With a gravitational pull so great not even light can escape, it's impossible to directly observe a black hole. But scientists have created a new algorithm that may allow astronomers to generate the first full image of a black hole. Using data collected from a connected array of radio telescopes around the world, the algorithm effectively turns the Earth into a gigantic radio telescope with a resolution factor more than a thousand times greater than that of the Hubble Space Telescope.
Astronomers often use radio telescopes to image distant objects as, unlike normal optical telescopes, the wavelengths for radio telescopes are much longer and less susceptible to the scattering effects of the Earth's atmosphere and dust clouds between us and distant interstellar objects.
"Radio wavelengths come with a lot of advantages," said Katie Bouman, an MIT graduate student who led the development of the new algorithm. "Just like how radio frequencies will go through walls, they pierce through galactic dust. We would never be able to see into the center of our galaxy in visible wavelengths because there's too much stuff in between."

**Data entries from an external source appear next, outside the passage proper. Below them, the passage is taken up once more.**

//! Discovery metadata for the datasets this crate provides.

use std::path::PathBuf;

use crate::dataset::{Corpus, IntentSlotDataset, Segment};
use crate::errors::{DataError, Result};

/// A named dataset together with the segments it can be opened with.
#[derive(Debug, Clone, Copy)]
pub struct RegistryEntry {
    pub name: &'static str,
    pub corpus: Corpus,
    pub segments: &'static [Segment],
}

impl RegistryEntry {
    pub fn supports(&self, segment: Segment) -> bool {
        self.segments.contains(&segment)
    }

    /// Opens `segment` after checking it is declared for this entry.
    pub fn open(&self, segment: Segment, root: Option<PathBuf>) -> Result<IntentSlotDataset> {
        if !self.supports(segment) {
            return Err(DataError::InvalidSegment(segment.to_string()));
        }
        IntentSlotDataset::new(self.corpus, segment, root)
    }
}

pub static REGISTRY: &[RegistryEntry] = &[
    RegistryEntry {
        name: "atis",
        corpus: Corpus::Atis,
        segments: &Segment::ALL,
    },
    RegistryEntry {
        name: "snips",
        corpus: Corpus::Snips,
        segments: &Segment::ALL,
    },
];

pub fn lookup(name: &str) -> Result<&'static RegistryEntry> {
    REGISTRY
        .iter()
        .find(|entry| entry.name.eq_ignore_ascii_case(name))
        .ok_or_else(|| DataError::UnknownDataset(name.to_string()))
}

pub fn registered_names() -> impl Iterator<Item = &'static str> {
    REGISTRY.iter().map(|entry| entry.name)
}

#[cfg(test)]
mod tests {
    use super::*;

    #[test]
    fn every_corpus_is_registered_with_all_segments() {
        for corpus in Corpus::ALL {
            let entry = lookup(corpus.name()).unwrap();
            assert_eq!(entry.corpus, corpus);
            assert!(Segment::ALL.iter().all(|segment| entry.supports(*segment)));
        }
        assert_eq!(registered_names().collect::<Vec<_>>(), vec!["atis", "snips"]);
    }

    #[test]
    fn unknown_names_are_rejected() {
        assert!(matches!(lookup("mnist"), Err(DataError::UnknownDataset(_))));
    }
}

However, there is a trade-off, as long radio wavelengths also require large antenna dishes to collect the received signals. This means that resolution of images is also poorer at longer wavelengths, and radio telescopes are usually teamed-up in multi-beam or multi-antenna arrays to help improve the clarity of the captured radio "pictures."
"A black hole is very, very far away and very compact," Bouman says. "[Taking a picture of the black hole in the center of the Milky Way galaxy is] equivalent to taking an image of a grapefruit on the moon, but with a radio telescope. To image something this small means that we would need a telescope with a 10,000-kilometer diameter, which is not practical, because the diameter of the Earth is not even 13,000 kilometers."

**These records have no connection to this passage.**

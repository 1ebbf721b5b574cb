use candle_core::{DType, Tensor};
use candle_nn::ops;

use crate::TrainingError;

/// A per-example training objective over class scores.
///
/// `pred` carries the class scores along the loss's class axis; `label`
/// holds integer class indices and has `pred`'s shape with the class axis
/// removed. The returned tensor has one value per element of the batch axis.
pub trait Loss {
    fn forward(
        &self,
        pred: &Tensor,
        label: &Tensor,
        sample_weight: Option<&Tensor>,
    ) -> Result<Tensor, TrainingError>;
}

/// Softmax focal loss: `-alpha * (1 - p)^gamma * log(p)` where `p` is the
/// softmax probability of the true class.
///
/// Well-classified examples (`p` close to one) are attenuated by the
/// `(1 - p)^gamma` factor. With `gamma = 0` and `alpha = 1` this is exactly
/// [`SoftmaxCrossEntropyLoss`].
#[derive(Debug, Clone)]
pub struct SoftmaxFocalLoss {
    axis: isize,
    alpha: f64,
    gamma: f64,
    weight: Option<f64>,
    batch_axis: usize,
}

impl SoftmaxFocalLoss {
    pub fn new() -> Self {
        Self::default()
    }

    pub fn with_alpha(mut self, alpha: f64) -> Result<Self, TrainingError> {
        if !alpha.is_finite() {
            return Err(TrainingError::initialization(
                "focal loss alpha must be finite",
            ));
        }
        self.alpha = alpha;
        Ok(self)
    }

    pub fn with_gamma(mut self, gamma: f64) -> Result<Self, TrainingError> {
        if !gamma.is_finite() || gamma < 0.0 {
            return Err(TrainingError::initialization(
                "focal loss gamma must be finite and >= 0",
            ));
        }
        self.gamma = gamma;
        Ok(self)
    }

    /// Class axis; negative values count from the last dimension.
    pub fn with_axis(mut self, axis: isize) -> Self {
        self.axis = axis;
        self
    }

    pub fn with_weight(mut self, weight: Option<f64>) -> Self {
        self.weight = weight;
        self
    }

    pub fn with_batch_axis(mut self, batch_axis: usize) -> Self {
        self.batch_axis = batch_axis;
        self
    }

    pub fn alpha(&self) -> f64 {
        self.alpha
    }

    pub fn gamma(&self) -> f64 {
        self.gamma
    }
}

impl Default for SoftmaxFocalLoss {
    fn default() -> Self {
        Self {
            axis: -1,
            alpha: 0.25,
            gamma: 2.0,
            weight: None,
            batch_axis: 0,
        }
    }
}

impl Loss for SoftmaxFocalLoss {
    fn forward(
        &self,
        pred: &Tensor,
        label: &Tensor,
        sample_weight: Option<&Tensor>,
    ) -> Result<Tensor, TrainingError> {
        let picked = pick_log_probs(pred, label, self.axis, self.batch_axis)?;
        let chosen_log = &picked.log_probs;

        let chosen = chosen_log.exp().map_err(to_runtime_error)?;
        // relu keeps rounding from pushing 1 - p below zero
        let modulating = chosen
            .affine(-1.0, 1.0)
            .and_then(|t| t.relu())
            .and_then(|t| t.powf(self.gamma))
            .map_err(to_runtime_error)?;
        let loss = (modulating * chosen_log)
            .and_then(|t| t.affine(-self.alpha, 0.0))
            .map_err(to_runtime_error)?;

        let loss = apply_weighting(loss, self.weight, sample_weight)?;
        mean_except_batch(&loss, picked.batch_axis)
    }
}

/// Softmax cross entropy on sparse labels (negative log-likelihood of the
/// true class), with the same axis, weighting and reduction rules as
/// [`SoftmaxFocalLoss`].
#[derive(Debug, Clone)]
pub struct SoftmaxCrossEntropyLoss {
    axis: isize,
    weight: Option<f64>,
    batch_axis: usize,
}

impl SoftmaxCrossEntropyLoss {
    pub fn new() -> Self {
        Self::default()
    }

    pub fn with_axis(mut self, axis: isize) -> Self {
        self.axis = axis;
        self
    }

    pub fn with_weight(mut self, weight: Option<f64>) -> Self {
        self.weight = weight;
        self
    }

    pub fn with_batch_axis(mut self, batch_axis: usize) -> Self {
        self.batch_axis = batch_axis;
        self
    }
}

impl Default for SoftmaxCrossEntropyLoss {
    fn default() -> Self {
        Self {
            axis: -1,
            weight: None,
            batch_axis: 0,
        }
    }
}

impl Loss for SoftmaxCrossEntropyLoss {
    fn forward(
        &self,
        pred: &Tensor,
        label: &Tensor,
        sample_weight: Option<&Tensor>,
    ) -> Result<Tensor, TrainingError> {
        let picked = pick_log_probs(pred, label, self.axis, self.batch_axis)?;
        let loss = picked.log_probs.neg().map_err(to_runtime_error)?;
        let loss = apply_weighting(loss, self.weight, sample_weight)?;
        mean_except_batch(&loss, picked.batch_axis)
    }
}

struct PickedLogProbs {
    /// Log-probability of the true class; shaped like the label.
    log_probs: Tensor,
    /// Batch axis re-indexed into the label's dimensions.
    batch_axis: usize,
}

fn pick_log_probs(
    pred: &Tensor,
    label: &Tensor,
    axis: isize,
    batch_axis: usize,
) -> Result<PickedLogProbs, TrainingError> {
    let dims = pred.dims();
    if dims.len() < 2 {
        return Err(TrainingError::runtime(
            "predictions need at least a batch and a class dimension",
        ));
    }

    let class_axis = resolve_axis(axis, dims.len())?;
    if batch_axis >= dims.len() || batch_axis == class_axis {
        return Err(TrainingError::runtime(format!(
            "batch axis {} is invalid for predictions of rank {} with class axis {}",
            batch_axis,
            dims.len(),
            class_axis
        )));
    }

    let num_classes = dims[class_axis];
    if num_classes == 0 {
        return Err(TrainingError::runtime(
            "class dimension must be greater than zero",
        ));
    }

    let expected: Vec<usize> = dims
        .iter()
        .enumerate()
        .filter(|(idx, _)| *idx != class_axis)
        .map(|(_, &dim)| dim)
        .collect();
    if label.dims() != expected.as_slice() {
        return Err(TrainingError::runtime(format!(
            "label shape {:?} must equal prediction shape {:?} without axis {}",
            label.dims(),
            dims,
            class_axis
        )));
    }
    if label.elem_count() == 0 {
        return Err(TrainingError::runtime("no labels available for loss computation"));
    }

    let label = label.to_device(pred.device()).map_err(to_runtime_error)?;
    let label = match label.dtype() {
        DType::U32 => label,
        DType::I64 | DType::U8 => label.to_dtype(DType::U32).map_err(to_runtime_error)?,
        dtype => {
            return Err(TrainingError::runtime(format!(
                "unsupported label dtype {:?}; expected integer class indices",
                dtype
            )))
        }
    };

    let max_label = label
        .flatten_all()
        .and_then(|t| t.max(0))
        .and_then(|t| t.to_scalar::<u32>())
        .map_err(to_runtime_error)?;
    if max_label as usize >= num_classes {
        return Err(TrainingError::runtime(format!(
            "label {} out of range for {} classes",
            max_label, num_classes
        )));
    }

    let log_probs = ops::log_softmax(pred, class_axis).map_err(to_runtime_error)?;
    let index = label
        .unsqueeze(class_axis)
        .and_then(|t| t.contiguous())
        .map_err(to_runtime_error)?;
    let chosen = log_probs
        .gather(&index, class_axis)
        .and_then(|t| t.squeeze(class_axis))
        .map_err(to_runtime_error)?;

    let batch_axis = if batch_axis > class_axis {
        batch_axis - 1
    } else {
        batch_axis
    };

    Ok(PickedLogProbs {
        log_probs: chosen,
        batch_axis,
    })
}

fn resolve_axis(axis: isize, rank: usize) -> Result<usize, TrainingError> {
    let resolved = if axis < 0 { rank as isize + axis } else { axis };
    if resolved < 0 || resolved as usize >= rank {
        return Err(TrainingError::runtime(format!(
            "axis {} out of range for rank {}",
            axis, rank
        )));
    }
    Ok(resolved as usize)
}

/// Scales by the element-wise `sample_weight`, which must broadcast to the
/// loss shape, then by the global `weight`.
fn apply_weighting(
    loss: Tensor,
    weight: Option<f64>,
    sample_weight: Option<&Tensor>,
) -> Result<Tensor, TrainingError> {
    let loss = match sample_weight {
        Some(sample_weight) => {
            let sample_weight = sample_weight
                .to_device(loss.device())
                .and_then(|t| t.to_dtype(loss.dtype()))
                .map_err(to_runtime_error)?;
            let weighted = loss.broadcast_mul(&sample_weight).map_err(to_runtime_error)?;
            if weighted.dims() != loss.dims() {
                return Err(TrainingError::runtime(format!(
                    "sample weight shape {:?} does not broadcast to label shape {:?}",
                    sample_weight.dims(),
                    loss.dims()
                )));
            }
            weighted
        }
        None => loss,
    };

    match weight {
        Some(weight) => loss.affine(weight, 0.0).map_err(to_runtime_error),
        None => Ok(loss),
    }
}

fn mean_except_batch(loss: &Tensor, batch_axis: usize) -> Result<Tensor, TrainingError> {
    if loss.rank() == 1 {
        return Ok(loss.clone());
    }

    let leading = if batch_axis == 0 {
        loss.clone()
    } else {
        loss.transpose(0, batch_axis).map_err(to_runtime_error)?
    };
    leading
        .flatten_from(1)
        .and_then(|t| t.mean(1))
        .map_err(to_runtime_error)
}

fn to_runtime_error(err: candle_core::Error) -> TrainingError {
    TrainingError::runtime(err.to_string())
}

This is where an international collaboration known as the Event Horizon Telescope (EHT) comes in. It forms a connected array of radio telescopes criss-crossing the globe using what is known as very long baseline interferometry (VLBI). In essence, VLBI is where a radio signal from an astronomical object is received at multiple radio telescopes and the distance between these telescopes is calculated from the time difference between the reception of the radio signal at the different telescopes.
This enables simultaneous observations of an object by many telescopes to be combined, thereby creating a virtual telescope with a diameter equal to the maximum distance between telescopes in the array. In this case, that array is almost the size of the Earth.

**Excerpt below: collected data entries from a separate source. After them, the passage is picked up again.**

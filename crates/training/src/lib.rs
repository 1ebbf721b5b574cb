pub mod config;
pub mod logging;
pub mod loss;
pub mod metrics;
pub mod sweep;

pub use config::{SweepConfig, TrainingError};
pub use logging::{init_logging, LoggingSettings};
pub use loss::{Loss, SoftmaxCrossEntropyLoss, SoftmaxFocalLoss};
pub use metrics::{read_run_metrics, DatasetSummary, MetricStats, RunMetrics, SeedMetrics};
pub use sweep::{plan_trials, run_sweep, GridPoint, ProcessRunner, TrialRunner, TrialSpec};
//! Feed ingestion: fetch configured RSS/Atom sources and persist articles
//! for the clustering worker to pick up.

pub mod fetcher;
pub mod types;

pub use fetcher::{compute_title_hash, fetch_all_feeds, ingest_feeds};
pub use types::{sources_from_env, CrawlItem, FeedSource};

However, even with this vast network of radio telescopes there are still large gaps in the data that cannot be resolved. This loss of information occurs because, as a radio signal reaches two or more telescopes at slightly different times, the Earth's atmosphere also slows these radio waves down, exaggerating differences in arrival time and skewing the calculations on which the image created by the interferometry relies. The algorithm Bouman helped to develop, known as CHIRP (Continuous High-resolution Image Reconstruction using Patch priors), will help to rectify this problem.
By multiplying the measurements from just three telescopes, the extra delays created by the atmosphere cancel each other out. This increases the the number of telescopes required from two to three, but the increase in precision more than makes up for this. Though filtering out atmospheric noise is a big step, the next part of the mathematical process is to put together an image that is precise enough to match the data and accurate enough to meet expectations of what the image should look like. This is because numerous possible images could fit the data due to the sparsity of the telescopes scattered across the globe.
The traditional algorithm for making sense of astronomical interferometric data is built on the assumption that an image is made up of a collection of separate points of light. In this way, it tries to find the points with brightness and position that best match the known data, and then blurs together bright areas close to each other to create an image.
Bouman and her colleagues advanced this technique by using CHIRP to create a model a little more complex, where points of light are still used, but they are considered as a flat plane of varying gradations of light made up of uniformly-spaced cones of varying heights, but with bases of all the same diameter.
To align this model to the incoming interferometry data, the team adjusts the heights of the cones, which may even be zero for large areas, corresponding to a flat sheet. To interpret the resulting model into a visual image, the researchers see this as analogous to draping plastic film over it, where the film will be pulled tightly between adjacent peaks, but will angle down the sides of the cones leading into flat areas. The height of the film then corresponds to the brightness of the image and, as that altitude is continuously altered, the model renders a more natural, continuous image than a simple group of bright points.
To further refine these images, the team applied a machine-learning algorithm that helped recognize recurring visual patterns in 64-pixel patches of actual astronomical images, which they then used to refine the algorithm's image reconstruction formulae. As proof that this method was successfully rendering images as they should be, Bouman used synthetic astronomical images and the data they would display at different telescopes, with random fluctuations in atmospheric noise, telescope thermal noise, and other types of interference applied.
According to the researchers, the algorithm often fared better than previous methods in reconstructing the original image from the measurements and tended to be better at filtering out noise.
"There is a large gap between the needed high recovery quality and the little data available (the Event Horizon Telescope project)," said Yoav Schechner, a professor of electrical engineering at Israel's Technion, but not involved in the work. "This research aims to overcome this gap in several ways: careful modeling of the sensing process, cutting-edge derivation of a prior-image model, and a tool to help future researchers test new methods."
Boumann has made the test data available online for other researchers to use.